BildDie Corona Krise ist längst noch nicht vorbei. Abstand halten, Maske tragen, Impfen, Anzahl der Personen pro Raum usw. Die Einschränkungen in vieler Hochschulen gelten mindestens noch bis Anfang April. Normaler Unialltag sieht andres aus.

Dass die Einschränken nicht zwangsläufig zu einer Verschlechterung der Lehre führen müssen, zeigte die Umfrage des Centrums für Hochschulentwicklung im Herbst. Demnach beurteilten 85 Prozent aller Masterstudierenden an der Fakultät Informatik der Hochschule Reutlingen den Umgang und die Studienbedingungen unter Corona Bedingungen an der Hochschule Reutlingen als sehr gut oder gut. Doch wie hat die Fakultät Informatik in Reutlingen diesen sehr guten Wert geschafft? Einer der es wissen sollte ist Prof. Dr. Christian Kücherer. Der Informatik Professor lehrt im Studiengang Medien- und Kommunikationsinformatik und Medizinisch-Technische Informatik und wurde im Herbst für seine innovative Lehre mit dem Lehrpreis der Hochschule Reutlingen ausgezeichnet.

Herr Kücherer was ist aus ihrer Sicht hat die wichtigste Voraussetzung für ein gutes lehren.?

Nach meiner Philosophie begegne ich Studierenden auf Augenhöhe: Gute Lehre ist Coaching. Ich freue mich am meisten über Studierende, die kritische Rückfragen stellen, wie zum Beispiel „Herr Kücherer das ist doch gar nicht so. Ich habe noch kein Projekt erlebt wo es so war!“. Genau solche Fragen machen eine Lehrveranstaltung interessant und spannend. Diese Fragen muss man zulassen.

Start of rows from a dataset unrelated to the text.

impl ElectionEngine {
    pub fn new(membership: Arc<MembershipStore>) -> Self {
        let (status_tx, _) = watch::channel(ElectionStatus::initial());
        Self {
            membership,
            inner: Mutex::new(ElectionInner {
                state: ElectionState::NoLeader,
                current_term: 0,
                leader_id: None,
                history: Vec::new(),
                observed_terms: HashMap::new(),
                resigned: None,
                quorum: ElectionStatus::initial().quorum,
                quorum_lost: false,
            }),
            status_tx,
            wakeup: Notify::new(),
        }
    }

    pub fn membership(&self) -> &Arc<MembershipStore> {
        &self.membership
    }

    /// Run one evaluation step against current reachability
    pub fn evaluate(&self) -> ElectionStatus {
        let mut inner = self.inner.lock();
        let members = self.membership.list();
        let eligible: Vec<&Member> = members
            .iter()
            .filter(|m| m.role.is_leader_eligible())
            .collect();
        let voters: Vec<&Member> = eligible.iter().copied().filter(|m| m.reachable).collect();

        inner.quorum = QuorumStatus {
            reachable: voters.len(),
            required: eligible.len() / 2 + 1,
            eligible: eligible.len(),
        };

        if inner.state == ElectionState::LeaderStable {
            let leader_reachable = inner
                .leader_id
                .as_deref()
                .is_some_and(|id| voters.iter().any(|m| m.id == id));

            if leader_reachable && inner.quorum.is_met() {
                let term = inner.current_term;
                for voter in &voters {
                    inner.observed_terms.insert(voter.id.clone(), term);
                }
                return self.publish(&inner, &members);
            }

            tracing::warn!(
                leader = inner.leader_id.as_deref().unwrap_or("none"),
                term = inner.current_term,
                reachable = inner.quorum.reachable,
                required = inner.quorum.required,
                "Leader lost"
            );
            inner.state = ElectionState::NoLeader;
            inner.leader_id = None;
        }

        if !inner.quorum.is_met() {
            if !inner.quorum_lost {
                tracing::warn!(
                    reachable = inner.quorum.reachable,
                    required = inner.quorum.required,
                    eligible = inner.quorum.eligible,
                    "No quorum reachable, staying without leader"
                );
                METRICS.elections_without_quorum.inc();
            }
            inner.quorum_lost = true;
            inner.state = ElectionState::NoLeader;
            return self.publish(&inner, &members);
        }
        inner.quorum_lost = false;

        inner.state = ElectionState::ElectionInProgress;
        inner.current_term += 1;
        let term = inner.current_term;
        self.publish(&inner, &members);

        let others_available = voters
            .iter()
            .any(|m| Some(m.id.as_str()) != inner.resigned.as_deref());
        let candidate = voters
            .iter()
            .filter(|m| !others_available || Some(m.id.as_str()) != inner.resigned.as_deref())
            .max_by(|a, b| {
                (inner.observed(&a.id), &a.id).cmp(&(inner.observed(&b.id), &b.id))
            })
            .copied();

        let Some(candidate) = candidate else {
            inner.state = ElectionState::NoLeader;
            return self.publish(&inner, &members);
        };

        // A voter grants its vote unless it has seen a later term than the candidate
        let candidate_term = inner.observed(&candidate.id);
        let votes = voters
            .iter()
            .filter(|v| inner.observed(&v.id) <= candidate_term)
            .count();

        if !is_majority(votes, eligible.len()) {
            tracing::warn!(
                term,
                candidate = %candidate.id,
                votes,
                eligible = eligible.len(),
                "Election failed"
            );
            inner.state = ElectionState::NoLeader;
            return self.publish(&inner, &members);
        }

        let elected = ElectionTerm {
            term,
            leader_id: candidate.id.clone(),
            started_at: Utc::now(),
        };
        for voter in &voters {
            inner.observed_terms.insert(voter.id.clone(), term);
        }
        inner.history.push(elected);
        inner.leader_id = Some(candidate.id.clone());
        inner.resigned = None;
        inner.state = ElectionState::LeaderStable;

        METRICS.elections_won.inc();
        METRICS.current_term.set(term);
        tracing::info!(
            term,
            leader = %candidate.id,
            address = %candidate.address,
            votes,
            "Leader elected"
        );

        self.publish(&inner, &members)
    }

    fn publish(&self, inner: &ElectionInner, members: &[Member]) -> ElectionStatus {
        let leader_address = inner.leader_id.as_deref().and_then(|id| {
            members
                .iter()
                .find(|m| m.id == id)
                .map(|m| m.address.clone())
        });
        let status = ElectionStatus {
            state: inner.state,
            term: inner.current_term,
            leader_id: inner.leader_id.clone(),
            leader_address,
            quorum: inner.quorum,
            quorum_lost: inner.quorum_lost,
        };
        self.status_tx.send_replace(status.clone());
        status
    }

    /// Step the named leader down. Fails with [`Error::StaleLeader`] and
    /// changes nothing unless `leader_id` is the current leader.
    ///
    /// The replacement is elected by the next evaluation; callers observe it
    /// by polling.
    pub fn resign(&self, leader_id: &str) -> Result<ElectionTerm> {
        let mut inner = self.inner.lock();

        let current = match (inner.state, inner.leader_id.as_deref()) {
            (ElectionState::LeaderStable, Some(current)) if current == leader_id => {
                inner.history.last().cloned()
            }
            _ => None,
        };

        let Some(superseded) = current else {
            METRICS.stale_resignations.inc();
            tracing::warn!(
                requested = leader_id,
                current = inner.leader_id.as_deref().unwrap_or("none"),
                "Rejected resignation of stale leader"
            );
            return Err(Error::StaleLeader {
                requested: leader_id.to_string(),
                current: inner.leader_id.clone(),
            });
        };

        inner.state = ElectionState::NoLeader;
        inner.leader_id = None;
        inner.resigned = Some(leader_id.to_string());
        METRICS.resignations.inc();
        tracing::info!(leader = leader_id, term = superseded.term, "Leader resigned");

        let members = self.membership.list();
        self.publish(&inner, &members);
        drop(inner);

        self.wakeup.notify_one();
        Ok(superseded)
    }

    pub fn status(&self) -> ElectionStatus {
        self.status_tx.borrow().clone()
    }

    pub fn subscribe(&self) -> watch::Receiver<ElectionStatus> {
        self.status_tx.subscribe()
    }

    pub fn current_leader(&self) -> Option<Member> {
        let leader_id = self.inner.lock().leader_id.clone()?;
        self.membership.get(&leader_id)
    }

    pub fn current_term(&self) -> u64 {
        self.inner.lock().current_term
    }

    /// Established terms, oldest first
    pub fn history(&self) -> Vec<ElectionTerm> {
        self.inner.lock().history.clone()
    }

    /// Poll until a leader other than `original` is stable
    pub async fn wait_for_leader_change(
        &self,
        original: &str,
        policy: &RetryPolicy,
    ) -> Result<ElectionTerm> {
        policy
            .run("leader change", || {
                let status = self.status();
                let latest = self.history().last().cloned();
                async move {
                    match (status.state, latest) {
                        (ElectionState::LeaderStable, Some(term)) if term.leader_id != original => {
                            Ok(term)
                        }
                        _ if status.quorum_lost => Err(Error::NoQuorum {
                            reachable: status.quorum.reachable,
                            required: status.quorum.required,
                        }),
                        _ => Err(Error::LeaderPending(status.to_string())),
                    }
                }
            })
            .await
    }
}
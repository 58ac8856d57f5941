//! Workload manager
//!
//! Deploys workloads onto the configured agent inventory and turns scale
//! events into volume transitions: scale-up binds the workload's volume with
//! create-or-reuse, scale-to-zero detaches it. The volume outlives the tasks.

use super::manager::VolumeManager;
use crate::common::{validate_name, AgentConfig, AgentRole, Error, Result};
use parking_lot::Mutex;
use serde::{Deserialize, Serialize};
use std::collections::BTreeMap;
use std::sync::Arc;
use uuid::Uuid;

/// Deployment request
#[derive(Debug, Clone, PartialEq, Eq, Serialize, Deserialize)]
pub struct WorkloadSpec {
    pub id: String,
    #[serde(default = "default_instances")]
    pub instances: usize,
    /// External volume bound to the workload
    #[serde(default)]
    pub volume: Option<String>,
    /// Only place tasks on agents with this role
    #[serde(default)]
    pub constraint: Option<AgentRole>,
}

fn default_instances() -> usize {
    1
}

#[derive(Debug, Clone, PartialEq, Eq, Serialize, Deserialize)]
pub struct Task {
    pub id: String,
    pub workload_id: String,
    pub host: String,
}

#[derive(Debug, Clone, PartialEq, Eq, Serialize, Deserialize)]
pub struct WorkloadInstance {
    pub id: String,
    pub instances: usize,
    pub volume: Option<String>,
    pub constraint: Option<AgentRole>,
    pub tasks: Vec<Task>,
}

pub struct WorkloadManager {
    workloads: Mutex<BTreeMap<String, WorkloadInstance>>,
    agents: Vec<AgentConfig>,
    volumes: Arc<VolumeManager>,
}

impl WorkloadManager {
    pub fn new(agents: Vec<AgentConfig>, volumes: Arc<VolumeManager>) -> Self {
        Self {
            workloads: Mutex::new(BTreeMap::new()),
            agents,
            volumes,
        }
    }

    pub fn volumes(&self) -> &Arc<VolumeManager> {
        &self.volumes
    }

    pub fn deploy(&self, spec: WorkloadSpec) -> Result<WorkloadInstance> {
        validate_name(&spec.id)?;
        check_instances(&spec.volume, spec.instances)?;
        // Fail before touching storage when nothing can run the tasks
        self.candidates(spec.constraint)?;

        let mut workloads = self.workloads.lock();
        if workloads.contains_key(&spec.id) {
            return Err(Error::WorkloadAlreadyExists(spec.id));
        }

        let mut workload = WorkloadInstance {
            id: spec.id.clone(),
            instances: 0,
            volume: spec.volume,
            constraint: spec.constraint,
            tasks: Vec::new(),
        };
        self.apply_scale(&mut workload, spec.instances)?;
        workloads.insert(spec.id.clone(), workload.clone());
        tracing::info!(
            workload = %spec.id,
            instances = workload.instances,
            volume = ?workload.volume,
            "Workload deployed"
        );
        Ok(workload)
    }

    pub fn scale(&self, id: &str, instances: usize) -> Result<WorkloadInstance> {
        let mut workloads = self.workloads.lock();
        let workload = workloads
            .get_mut(id)
            .ok_or_else(|| Error::WorkloadNotFound(id.to_string()))?;
        check_instances(&workload.volume, instances)?;

        let from = workload.instances;
        self.apply_scale(workload, instances)?;
        tracing::info!(workload = id, from, to = instances, "Workload scaled");
        Ok(workload.clone())
    }

    pub fn stop(&self, id: &str) -> Result<WorkloadInstance> {
        self.scale(id, 0)
    }

    /// Stop the workload and forget it. Its volume stays, detached.
    pub fn remove(&self, id: &str) -> Result<()> {
        let mut workloads = self.workloads.lock();
        let workload = workloads
            .get_mut(id)
            .ok_or_else(|| Error::WorkloadNotFound(id.to_string()))?;
        self.apply_scale(workload, 0)?;
        workloads.remove(id);
        tracing::info!(workload = id, "Workload removed");
        Ok(())
    }

    pub fn tasks(&self, id: &str) -> Result<Vec<Task>> {
        Ok(self.get(id)?.tasks)
    }

    pub fn get(&self, id: &str) -> Result<WorkloadInstance> {
        self.workloads
            .lock()
            .get(id)
            .cloned()
            .ok_or_else(|| Error::WorkloadNotFound(id.to_string()))
    }

    pub fn list(&self) -> Vec<WorkloadInstance> {
        self.workloads.lock().values().cloned().collect()
    }

    fn apply_scale(&self, workload: &mut WorkloadInstance, instances: usize) -> Result<()> {
        if instances == 0 {
            // Another workload may have taken the volume since this one
            // stopped; only our own binding is released.
            if let Some(volume) = &workload.volume {
                match self.volumes.detach_from(volume, &workload.id) {
                    Ok(_) | Err(Error::VolumeNotFound(_)) => {}
                    Err(e) => return Err(e),
                }
            }
            workload.tasks.clear();
            workload.instances = 0;
            return Ok(());
        }

        let hosts = self.candidates(workload.constraint)?;
        if let Some(volume) = &workload.volume {
            self.volumes.create_or_reuse(volume, &workload.id)?;
        }

        workload.tasks.truncate(instances);
        while workload.tasks.len() < instances {
            let host = hosts[workload.tasks.len() % hosts.len()].clone();
            workload.tasks.push(Task {
                id: format!("{}.{}", workload.id, Uuid::new_v4()),
                workload_id: workload.id.clone(),
                host,
            });
        }
        workload.instances = instances;
        Ok(())
    }

    /// Hosts allowed by `constraint`, in configuration order
    fn candidates(&self, constraint: Option<AgentRole>) -> Result<Vec<String>> {
        let hosts: Vec<String> = self
            .agents
            .iter()
            .filter(|a| constraint.map_or(true, |role| a.role == role))
            .map(|a| a.host.clone())
            .collect();
        if hosts.is_empty() {
            return Err(Error::NoMatchingAgent(
                constraint.map_or_else(|| "any".to_string(), |r| r.to_string()),
            ));
        }
        Ok(hosts)
    }
}

/// An external volume has a single writer
fn check_instances(volume: &Option<String>, instances: usize) -> Result<()> {
    if volume.is_some() && instances > 1 {
        return Err(Error::InvalidConfig(
            "workloads with an external volume run at most one instance".into(),
        ));
    }
    Ok(())
}

#[cfg(test)]
mod tests {
    use super::*;
    use crate::volume::backend::{FaultyBackend, InMemoryBackend};
    use crate::volume::manager::VolumeState;
    use std::sync::atomic::Ordering;

    fn agents() -> Vec<AgentConfig> {
        vec![
            AgentConfig {
                host: "10.0.1.1".into(),
                role: AgentRole::Private,
            },
            AgentConfig {
                host: "10.0.1.2".into(),
                role: AgentRole::Private,
            },
            AgentConfig {
                host: "10.0.2.1".into(),
                role: AgentRole::Public,
            },
        ]
    }

    fn setup() -> (WorkloadManager, Arc<InMemoryBackend>) {
        let backend = Arc::new(InMemoryBackend::default());
        let volumes = Arc::new(VolumeManager::new(backend.clone()));
        (WorkloadManager::new(agents(), volumes), backend)
    }

    fn spec(id: &str, instances: usize) -> WorkloadSpec {
        WorkloadSpec {
            id: id.into(),
            instances,
            volume: None,
            constraint: None,
        }
    }

    #[test]
    fn test_deploy_and_scale() {
        let (workloads, _) = setup();
        let deployed = workloads.deploy(spec("web", 3)).unwrap();
        assert_eq!(deployed.tasks.len(), 3);
        assert!(deployed.tasks.iter().all(|t| t.workload_id == "web"));

        let scaled = workloads.scale("web", 1).unwrap();
        assert_eq!(scaled.tasks.len(), 1);
        assert_eq!(scaled.tasks[0].id, deployed.tasks[0].id);

        assert!(workloads.stop("web").unwrap().tasks.is_empty());
    }

    #[test]
    fn test_duplicate_and_unknown() {
        let (workloads, _) = setup();
        workloads.deploy(spec("web", 1)).unwrap();
        assert!(matches!(
            workloads.deploy(spec("web", 1)),
            Err(Error::WorkloadAlreadyExists(_))
        ));
        assert!(matches!(
            workloads.scale("nope", 2),
            Err(Error::WorkloadNotFound(_))
        ));
        assert!(matches!(workloads.tasks("nope"), Err(Error::WorkloadNotFound(_))));
    }

    #[test]
    fn test_public_constraint() {
        let (workloads, _) = setup();
        let mut public = spec("edge", 2);
        public.constraint = Some(AgentRole::Public);
        let deployed = workloads.deploy(public).unwrap();
        assert!(deployed.tasks.iter().all(|t| t.host == "10.0.2.1"));
    }

    #[test]
    fn test_no_matching_agent() {
        let volumes = Arc::new(VolumeManager::new(Arc::new(InMemoryBackend::default())));
        let workloads = WorkloadManager::new(
            vec![AgentConfig {
                host: "10.0.1.1".into(),
                role: AgentRole::Private,
            }],
            volumes.clone(),
        );
        let mut public = spec("edge", 1);
        public.constraint = Some(AgentRole::Public);
        public.volume = Some("vol-edge".into());

        assert!(matches!(
            workloads.deploy(public),
            Err(Error::NoMatchingAgent(_))
        ));
        // Nothing provisioned for a deployment that cannot run
        assert!(volumes.list().is_empty());
    }

    #[test]
    fn test_volume_follows_scale() {
        let (workloads, backend) = setup();
        let mut stateful = spec("db", 1);
        stateful.volume = Some("vol-db".into());
        workloads.deploy(stateful).unwrap();

        let volumes = workloads.volumes().clone();
        let first = volumes.get("vol-db").unwrap();
        assert_eq!(first.state, VolumeState::Attached);
        assert_eq!(first.owner.as_deref(), Some("db"));

        workloads.scale("db", 0).unwrap();
        assert_eq!(volumes.state("vol-db"), VolumeState::Detached);

        workloads.scale("db", 1).unwrap();
        let again = volumes.get("vol-db").unwrap();
        assert_eq!(again.state, VolumeState::Attached);
        assert_eq!(again.storage_id, first.storage_id);
        assert_eq!(backend.provisioned_count(), 1);

        workloads.remove("db").unwrap();
        assert_eq!(volumes.state("vol-db"), VolumeState::Detached);
        assert!(workloads.list().is_empty());
    }

    #[test]
    fn test_single_instance_with_volume() {
        let (workloads, _) = setup();
        let mut stateful = spec("db", 2);
        stateful.volume = Some("vol-db".into());
        assert!(matches!(
            workloads.deploy(stateful),
            Err(Error::InvalidConfig(_))
        ));
    }

    #[test]
    fn test_stale_workload_leaves_volume_of_new_owner() {
        let (workloads, _) = setup();
        let volumes = workloads.volumes().clone();
        let mut first = spec("w1", 1);
        first.volume = Some("vol-a".into());
        workloads.deploy(first).unwrap();
        workloads.stop("w1").unwrap();

        let mut second = spec("w2", 1);
        second.volume = Some("vol-a".into());
        workloads.deploy(second).unwrap();

        workloads.stop("w1").unwrap();
        workloads.remove("w1").unwrap();

        let volume = volumes.get("vol-a").unwrap();
        assert_eq!(volume.state, VolumeState::Attached);
        assert_eq!(volume.owner.as_deref(), Some("w2"));
        assert_eq!(workloads.tasks("w2").unwrap().len(), 1);
    }

    #[test]
    fn test_failed_detach_keeps_tasks() {
        let backend = Arc::new(FaultyBackend::default());
        let volumes = Arc::new(VolumeManager::new(backend.clone()));
        let workloads = WorkloadManager::new(agents(), volumes.clone());
        let mut stateful = spec("db", 1);
        stateful.volume = Some("vol-db".into());
        let deployed = workloads.deploy(stateful).unwrap();

        backend.fail_detach.store(true, Ordering::SeqCst);
        assert!(matches!(workloads.stop("db"), Err(Error::Storage(_))));
        let kept = workloads.get("db").unwrap();
        assert_eq!(kept.instances, 1);
        assert_eq!(kept.tasks, deployed.tasks);
        assert_eq!(volumes.state("vol-db"), VolumeState::Attached);

        assert!(workloads.remove("db").is_err());
        assert!(workloads.get("db").is_ok());

        backend.fail_detach.store(false, Ordering::SeqCst);
        workloads.remove("db").unwrap();
        assert_eq!(volumes.state("vol-db"), VolumeState::Detached);
    }

    #[test]
    fn test_remove_after_volume_destroyed() {
        let (workloads, _) = setup();
        let volumes = workloads.volumes().clone();
        let mut stateful = spec("db", 1);
        stateful.volume = Some("vol-db".into());
        workloads.deploy(stateful).unwrap();
        workloads.stop("db").unwrap();
        volumes.destroy("vol-db").unwrap();

        workloads.remove("db").unwrap();
        assert!(workloads.list().is_empty());
    }
}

Aber sie sind doch der Lehrer. Wenn jemand ihre Thesen in einer Veranstaltung hinterfragt – geht das überhaupt? Sie sollten es doch wissen und Recht haben.

So einfach ist das nicht. Ich finde Engagement ist die Schlüsselqualifikation um Informatik zu lernen und sich dafür dann auch zu begeistern. Und wer sich für etwas begeistert, wird es auch gleichzeitig immer kritisch hinterfragen und genau hier fängt eine gute Diskussion an. Man kann so herausfinden wo das Problem besteht, wie es gelöst werden kann. Oft sind Lösungen auch kontextabhängig und es gibt nicht die eine richtige Lösung oder objektive Wahrheit.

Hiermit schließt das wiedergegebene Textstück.